### Task brief
If a line in the listing below has the string "secret", copy it out.

### Data in this exercise
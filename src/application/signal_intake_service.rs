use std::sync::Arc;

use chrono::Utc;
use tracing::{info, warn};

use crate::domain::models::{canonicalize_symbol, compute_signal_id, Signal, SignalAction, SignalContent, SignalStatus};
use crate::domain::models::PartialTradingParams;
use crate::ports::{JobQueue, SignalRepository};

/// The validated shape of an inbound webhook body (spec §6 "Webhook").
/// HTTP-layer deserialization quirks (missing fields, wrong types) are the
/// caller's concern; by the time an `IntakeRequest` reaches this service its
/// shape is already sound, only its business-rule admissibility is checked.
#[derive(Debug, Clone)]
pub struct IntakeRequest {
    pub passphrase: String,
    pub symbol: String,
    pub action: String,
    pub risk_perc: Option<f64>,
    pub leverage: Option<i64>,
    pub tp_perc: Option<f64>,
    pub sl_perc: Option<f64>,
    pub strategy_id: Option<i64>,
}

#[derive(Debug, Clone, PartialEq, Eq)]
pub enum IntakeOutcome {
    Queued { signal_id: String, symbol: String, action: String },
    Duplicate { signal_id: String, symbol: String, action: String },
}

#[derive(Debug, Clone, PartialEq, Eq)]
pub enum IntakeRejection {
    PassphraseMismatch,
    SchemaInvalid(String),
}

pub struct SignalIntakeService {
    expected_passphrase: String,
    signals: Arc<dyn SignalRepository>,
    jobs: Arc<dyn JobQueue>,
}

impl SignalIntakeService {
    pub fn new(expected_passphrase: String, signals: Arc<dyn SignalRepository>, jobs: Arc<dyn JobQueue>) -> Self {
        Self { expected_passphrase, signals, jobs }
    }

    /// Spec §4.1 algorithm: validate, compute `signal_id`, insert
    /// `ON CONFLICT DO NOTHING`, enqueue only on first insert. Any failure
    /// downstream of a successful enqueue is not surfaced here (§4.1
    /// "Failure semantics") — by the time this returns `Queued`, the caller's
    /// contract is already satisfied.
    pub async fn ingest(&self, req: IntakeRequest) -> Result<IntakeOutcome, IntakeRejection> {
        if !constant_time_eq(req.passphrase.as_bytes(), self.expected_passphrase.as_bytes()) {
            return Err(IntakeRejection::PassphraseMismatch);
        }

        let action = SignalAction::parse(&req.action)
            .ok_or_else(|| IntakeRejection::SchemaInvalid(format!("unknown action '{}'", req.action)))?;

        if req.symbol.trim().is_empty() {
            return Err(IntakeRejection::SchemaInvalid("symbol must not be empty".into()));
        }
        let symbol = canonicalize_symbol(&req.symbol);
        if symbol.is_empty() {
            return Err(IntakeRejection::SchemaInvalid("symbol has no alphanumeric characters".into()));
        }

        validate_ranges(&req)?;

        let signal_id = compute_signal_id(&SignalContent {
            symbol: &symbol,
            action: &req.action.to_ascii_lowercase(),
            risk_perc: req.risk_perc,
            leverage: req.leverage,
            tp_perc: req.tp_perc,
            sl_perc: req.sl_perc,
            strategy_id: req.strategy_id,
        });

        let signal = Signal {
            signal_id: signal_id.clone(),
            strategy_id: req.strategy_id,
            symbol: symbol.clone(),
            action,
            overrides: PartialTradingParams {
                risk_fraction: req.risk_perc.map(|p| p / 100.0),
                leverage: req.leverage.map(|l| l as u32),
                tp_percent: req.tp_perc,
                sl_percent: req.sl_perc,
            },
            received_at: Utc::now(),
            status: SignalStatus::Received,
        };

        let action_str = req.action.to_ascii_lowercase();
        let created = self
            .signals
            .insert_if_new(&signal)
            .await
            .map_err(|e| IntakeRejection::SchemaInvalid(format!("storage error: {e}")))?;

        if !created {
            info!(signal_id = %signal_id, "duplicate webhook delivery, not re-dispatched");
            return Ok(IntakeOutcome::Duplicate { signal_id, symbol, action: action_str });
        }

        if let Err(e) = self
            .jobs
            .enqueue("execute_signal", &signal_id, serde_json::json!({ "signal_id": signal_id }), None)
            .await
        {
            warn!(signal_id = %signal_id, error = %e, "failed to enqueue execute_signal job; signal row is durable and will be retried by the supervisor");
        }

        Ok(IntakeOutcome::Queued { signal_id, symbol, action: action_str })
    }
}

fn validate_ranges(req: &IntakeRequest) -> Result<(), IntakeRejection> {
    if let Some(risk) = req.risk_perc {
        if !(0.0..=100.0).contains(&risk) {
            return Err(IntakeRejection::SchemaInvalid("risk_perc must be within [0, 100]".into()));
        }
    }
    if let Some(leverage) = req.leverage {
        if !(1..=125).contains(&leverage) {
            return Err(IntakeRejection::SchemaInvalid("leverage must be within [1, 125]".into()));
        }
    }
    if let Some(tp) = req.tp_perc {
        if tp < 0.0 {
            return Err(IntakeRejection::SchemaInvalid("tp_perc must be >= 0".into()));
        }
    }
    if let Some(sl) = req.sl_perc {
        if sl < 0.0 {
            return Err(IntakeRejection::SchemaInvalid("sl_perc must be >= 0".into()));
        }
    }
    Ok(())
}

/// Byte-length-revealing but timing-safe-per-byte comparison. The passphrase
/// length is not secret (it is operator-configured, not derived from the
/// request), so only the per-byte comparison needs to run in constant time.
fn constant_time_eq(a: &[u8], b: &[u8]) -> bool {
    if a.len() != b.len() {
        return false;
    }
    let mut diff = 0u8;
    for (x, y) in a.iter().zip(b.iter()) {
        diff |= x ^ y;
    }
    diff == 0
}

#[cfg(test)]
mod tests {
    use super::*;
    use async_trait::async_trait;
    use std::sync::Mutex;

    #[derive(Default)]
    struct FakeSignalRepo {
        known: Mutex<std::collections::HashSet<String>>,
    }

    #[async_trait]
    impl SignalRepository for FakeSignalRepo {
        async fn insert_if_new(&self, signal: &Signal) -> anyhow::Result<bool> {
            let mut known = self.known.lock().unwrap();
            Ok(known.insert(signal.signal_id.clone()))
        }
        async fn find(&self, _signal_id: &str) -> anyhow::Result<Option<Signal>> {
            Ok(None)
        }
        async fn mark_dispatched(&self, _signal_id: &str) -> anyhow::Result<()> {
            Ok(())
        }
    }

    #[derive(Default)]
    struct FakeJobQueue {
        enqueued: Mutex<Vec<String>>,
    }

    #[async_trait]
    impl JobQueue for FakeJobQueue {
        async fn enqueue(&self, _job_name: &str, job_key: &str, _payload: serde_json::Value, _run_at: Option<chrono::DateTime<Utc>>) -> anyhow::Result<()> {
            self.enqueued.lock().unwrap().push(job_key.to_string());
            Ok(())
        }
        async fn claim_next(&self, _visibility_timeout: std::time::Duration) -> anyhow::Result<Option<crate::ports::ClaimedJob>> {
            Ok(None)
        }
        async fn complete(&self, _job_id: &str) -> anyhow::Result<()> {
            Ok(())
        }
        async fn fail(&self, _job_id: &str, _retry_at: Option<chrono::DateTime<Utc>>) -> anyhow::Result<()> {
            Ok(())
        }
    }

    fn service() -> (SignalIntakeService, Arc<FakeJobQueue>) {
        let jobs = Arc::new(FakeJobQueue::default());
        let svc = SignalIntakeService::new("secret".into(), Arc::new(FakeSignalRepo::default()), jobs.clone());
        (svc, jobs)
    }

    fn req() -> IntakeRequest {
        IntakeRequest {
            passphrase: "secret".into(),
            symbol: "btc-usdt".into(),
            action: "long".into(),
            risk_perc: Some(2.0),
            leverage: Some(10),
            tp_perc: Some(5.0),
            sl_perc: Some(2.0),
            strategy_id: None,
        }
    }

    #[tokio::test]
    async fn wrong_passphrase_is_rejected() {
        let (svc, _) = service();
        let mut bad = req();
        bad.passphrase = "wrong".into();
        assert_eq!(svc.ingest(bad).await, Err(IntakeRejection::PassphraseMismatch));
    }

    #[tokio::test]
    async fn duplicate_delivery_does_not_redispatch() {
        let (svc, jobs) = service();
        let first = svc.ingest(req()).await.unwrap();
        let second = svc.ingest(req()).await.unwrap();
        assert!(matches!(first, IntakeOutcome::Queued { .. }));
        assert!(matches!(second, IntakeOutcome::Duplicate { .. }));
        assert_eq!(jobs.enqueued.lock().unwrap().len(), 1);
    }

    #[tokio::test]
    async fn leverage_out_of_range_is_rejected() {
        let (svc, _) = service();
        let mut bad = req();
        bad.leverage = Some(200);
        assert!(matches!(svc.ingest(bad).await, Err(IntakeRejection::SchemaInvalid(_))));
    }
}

--

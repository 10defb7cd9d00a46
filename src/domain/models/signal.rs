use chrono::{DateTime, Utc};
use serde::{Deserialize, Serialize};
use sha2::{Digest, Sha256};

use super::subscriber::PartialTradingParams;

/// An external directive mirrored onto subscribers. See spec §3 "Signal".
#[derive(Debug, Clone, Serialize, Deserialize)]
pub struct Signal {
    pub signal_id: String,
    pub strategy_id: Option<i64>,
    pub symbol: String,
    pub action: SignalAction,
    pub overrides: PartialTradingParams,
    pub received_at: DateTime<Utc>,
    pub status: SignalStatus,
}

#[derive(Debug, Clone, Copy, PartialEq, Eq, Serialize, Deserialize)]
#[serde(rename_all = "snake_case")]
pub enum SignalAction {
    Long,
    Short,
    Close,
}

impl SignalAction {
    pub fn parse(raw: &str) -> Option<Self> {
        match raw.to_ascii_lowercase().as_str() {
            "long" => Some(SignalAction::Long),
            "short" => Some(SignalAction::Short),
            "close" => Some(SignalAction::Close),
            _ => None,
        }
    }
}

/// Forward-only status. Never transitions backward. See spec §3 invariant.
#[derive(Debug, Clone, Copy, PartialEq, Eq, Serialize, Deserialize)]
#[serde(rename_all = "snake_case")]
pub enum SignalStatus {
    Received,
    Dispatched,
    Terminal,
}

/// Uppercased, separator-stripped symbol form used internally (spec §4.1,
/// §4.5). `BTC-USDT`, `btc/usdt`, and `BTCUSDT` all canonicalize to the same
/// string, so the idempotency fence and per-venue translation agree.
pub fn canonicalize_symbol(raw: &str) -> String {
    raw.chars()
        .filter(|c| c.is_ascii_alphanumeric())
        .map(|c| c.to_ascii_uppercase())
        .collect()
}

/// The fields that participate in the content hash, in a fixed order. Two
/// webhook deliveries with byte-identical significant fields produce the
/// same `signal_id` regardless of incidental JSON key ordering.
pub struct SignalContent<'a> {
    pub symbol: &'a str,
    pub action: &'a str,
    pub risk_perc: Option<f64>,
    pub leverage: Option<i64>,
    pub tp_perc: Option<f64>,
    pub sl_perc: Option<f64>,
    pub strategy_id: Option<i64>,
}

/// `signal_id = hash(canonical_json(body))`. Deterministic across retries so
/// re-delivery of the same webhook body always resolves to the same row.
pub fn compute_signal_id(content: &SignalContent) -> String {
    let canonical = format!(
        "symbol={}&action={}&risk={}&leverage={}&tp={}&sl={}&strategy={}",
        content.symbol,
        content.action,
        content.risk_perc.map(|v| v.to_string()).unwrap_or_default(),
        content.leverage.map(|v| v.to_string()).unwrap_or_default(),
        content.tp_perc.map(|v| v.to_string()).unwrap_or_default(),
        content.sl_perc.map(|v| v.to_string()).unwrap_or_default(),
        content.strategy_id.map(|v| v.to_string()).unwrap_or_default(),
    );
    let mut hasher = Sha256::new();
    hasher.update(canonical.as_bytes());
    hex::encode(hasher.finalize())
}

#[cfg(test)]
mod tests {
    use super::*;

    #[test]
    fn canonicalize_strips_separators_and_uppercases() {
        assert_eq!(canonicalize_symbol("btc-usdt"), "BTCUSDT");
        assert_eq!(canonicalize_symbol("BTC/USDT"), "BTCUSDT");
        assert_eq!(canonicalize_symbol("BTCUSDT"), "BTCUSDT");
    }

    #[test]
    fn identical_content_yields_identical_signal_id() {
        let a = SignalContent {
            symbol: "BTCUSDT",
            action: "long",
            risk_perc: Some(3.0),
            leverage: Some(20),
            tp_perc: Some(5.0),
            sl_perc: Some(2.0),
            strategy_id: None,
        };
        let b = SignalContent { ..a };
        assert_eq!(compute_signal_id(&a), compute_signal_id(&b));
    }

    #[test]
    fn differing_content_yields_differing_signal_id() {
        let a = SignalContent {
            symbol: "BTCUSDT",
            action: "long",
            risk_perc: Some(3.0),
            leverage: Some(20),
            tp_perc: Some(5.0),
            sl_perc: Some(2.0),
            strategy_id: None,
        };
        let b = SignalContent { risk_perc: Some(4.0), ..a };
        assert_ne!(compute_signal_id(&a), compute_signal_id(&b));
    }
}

### Written solution
/// length is not secret (it is operator-configured, not derived from the
        let svc = SignalIntakeService::new("secret".into(), Arc::new(FakeSignalRepo::default()), jobs.clone());
            passphrase: "secret".into(),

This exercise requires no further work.